'Len, this old man has got lots of lovely cash and I thought you would like to get hold of some of it. And I think we might be able to do it,' Virginia Chanderley tells her lover, Len Carron. Virginia, the radical younger daughter of wealthy Sir Leo Chanderley, dreams up an elaborate plot to steal (and then return for ransom) one of the prize paintings in Julius Bern's collection. But while Virginia and Len are putting their perfect plot into action, Private Investigator Hooky Hefferman has other ideas ...'You feel instantly at home from page 1 and it's a true world, too' The Times
Born in 1899, in Wolverhampton, Laurence Walter Meynell was the son of Herbert Meynell, chairman of Meynell and Sons Ltd., and his wife Agnes.

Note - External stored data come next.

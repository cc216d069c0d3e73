//! Backend adapter contract and per-OS selection
//!
//! 后端适配器契约与按操作系统选择
//!
//! Every native call the stream makes goes through [`Backend`]. Exactly one
//! implementation is compiled in for the host family and handed out by [`native()`];
//! nothing outside this module branches on the platform.
//!
//! 流发出的所有原生调用都经过 [`Backend`]。针对宿主平台只编译一种实现，
//! 由 [`native()`] 提供；此模块之外不存在按平台的分支。

use super::error::Result;
use super::mode::OpenMode;
use super::range::{ByteSpan, LockRange};
use std::fmt;
use std::io::SeekFrom;
use std::path::Path;
use std::time::SystemTime;

cfg_if::cfg_if! {
    if #[cfg(unix)] {
        mod unix;
        use self::unix::UnixBackend as NativeBackend;
    } else if #[cfg(windows)] {
        mod windows;
        use self::windows::WindowsBackend as NativeBackend;
    } else {
        compile_error!("lockstream supports unix and windows targets only");
    }
}

/// Opaque native identity of an open file: a descriptor or a handle
///
/// 已打开文件的不透明原生标识：描述符或句柄
///
/// The value carries no ownership. Only the stream that opened it closes it.
///
/// 该值不携带所有权，只有打开它的流负责关闭。
#[derive(Debug, Clone, Copy, PartialEq, Eq, Hash)]
pub struct RawHandle(isize);

impl RawHandle {
    /// Wrap a raw descriptor/handle value, e.g. one inherited from a parent process
    ///
    /// 包装原始描述符/句柄值，例如从父进程继承的值
    #[inline]
    pub fn from_raw(value: isize) -> Self {
        Self(value)
    }

    #[inline]
    pub fn as_raw(&self) -> isize {
        self.0
    }
}

impl fmt::Display for RawHandle {
    fn fmt(&self, f: &mut fmt::Formatter<'_>) -> fmt::Result {
        write!(f, "{}", self.0)
    }
}

/// Identity of the file behind a handle (device/volume + inode/file index)
///
/// 句柄背后文件的标识（设备/卷 + inode/文件索引）
#[derive(Debug, Clone, Copy, PartialEq, Eq, Hash)]
pub struct FileIdentity {
    pub device: u64,
    pub index: u64,
}

impl fmt::Display for FileIdentity {
    fn fmt(&self, f: &mut fmt::Formatter<'_>) -> fmt::Result {
        write!(f, "{}:{}", self.device, self.index)
    }
}

impl std::str::FromStr for FileIdentity {
    type Err = String;

    fn from_str(s: &str) -> std::result::Result<Self, Self::Err> {
        let (device, index) = s
            .split_once(':')
            .ok_or_else(|| format!("expected <device>:<index>, got {s:?}"))?;
        Ok(Self {
            device: device.parse().map_err(|e| format!("bad device: {e}"))?,
            index: index.parse().map_err(|e| format!("bad index: {e}"))?,
        })
    }
}

/// Result of [`Backend::stat`]
///
/// [`Backend::stat`] 的结果
#[derive(Debug, Clone, Copy, PartialEq, Eq)]
pub struct FileStat {
    pub size: u64,
    pub modified: SystemTime,
    pub identity: FileIdentity,
}

/// Locking behaviour that differs between native substrates
///
/// 不同原生底层之间存在差异的加锁行为
#[derive(Debug, Clone, Copy, PartialEq, Eq)]
pub struct LockCapabilities {
    /// Unlocking part of a previously locked range is allowed
    ///
    /// 允许解锁先前加锁范围的一部分
    pub partial_unlock: bool,

    /// Locks on one handle merge into a byte set: overlapping requests do not stack,
    /// and locking over a held range converts its mode in place
    ///
    /// 同一句柄上的锁合并为字节集合：重叠请求不会叠加，
    /// 在已持有范围上加锁会原地转换其模式
    pub coalescing: bool,
}

/// Uniform native file contract
///
/// 统一的原生文件契约
///
/// Semantics are those of the stricter platform: locks are advisory and belong to
/// the handle that took them, never to the process.
///
/// 语义以更严格的平台为准：锁是建议性的，属于获取它的句柄，而不属于进程。
pub trait Backend: Send + Sync {
    /// Short name for logs
    ///
    /// 用于日志的简短名称
    fn name(&self) -> &'static str;

    fn capabilities(&self) -> LockCapabilities;

    /// Create or open `path`, applying the creation policy and inheritability of `mode`
    ///
    /// 创建或打开 `path`，应用 `mode` 的创建策略与可继承性
    fn open(&self, path: &Path, mode: &OpenMode) -> Result<RawHandle>;

    fn close(&self, handle: RawHandle) -> Result<()>;

    /// Read up to `buf.len()` bytes; a short count is not an error
    ///
    /// 读取至多 `buf.len()` 字节；短读不是错误
    fn read(&self, handle: RawHandle, buf: &mut [u8]) -> Result<usize>;

    /// Write up to `buf.len()` bytes; a short count is not an error
    ///
    /// 写入至多 `buf.len()` 字节；短写不是错误
    fn write(&self, handle: RawHandle, buf: &[u8]) -> Result<usize>;

    fn seek(&self, handle: RawHandle, pos: SeekFrom) -> Result<u64>;

    fn truncate(&self, handle: RawHandle, len: u64) -> Result<()>;

    /// Force durable write-back
    ///
    /// 强制持久化写回
    fn flush(&self, handle: RawHandle) -> Result<()>;

    fn stat(&self, handle: RawHandle) -> Result<FileStat>;

    /// Take `range`; `WouldBlock` when contended and `blocking` is false
    ///
    /// 获取 `range`；竞争且 `blocking` 为 false 时返回 `WouldBlock`
    fn lock(&self, handle: RawHandle, range: &LockRange, blocking: bool) -> Result<()>;

    fn unlock(&self, handle: RawHandle, span: ByteSpan) -> Result<()>;

    /// Whether a child spawned now would inherit `handle`
    ///
    /// 现在创建的子进程是否会继承 `handle`
    fn is_inheritable(&self, handle: RawHandle) -> Result<bool>;
}

static NATIVE: NativeBackend = NativeBackend;

/// The backend for the host OS family, fixed for the process lifetime
///
/// 宿主操作系统对应的后端，在进程生命周期内固定
#[inline]
pub fn native() -> &'static dyn Backend {
    &NATIVE
}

He was educated at St. Edmund's College in Ware, Hertfordshire, and served in the artillery in WWI. He worked for an estate agency, and as a teacher, before his first novel, Mockbeggar, won a competition run by the publishers Harrap in 1924, and he turned to writing as a career. Meynell also worked as an editor, beginning in the 1950s, for the Bodley Head, and for Time and Tide. He was married twice, to novelist Shirley Darbyshire, and to Joan Belfrage, and had one daughter. He died in 1989.
Meynell is primarily remembered for his crime fiction, much of it published under his own name, but he also published children's fiction under the pseudonyms A. Stephen Tring and Valerie Baxter. He also used the pseudonyms Robert Eton and Geoffrey Ludlow.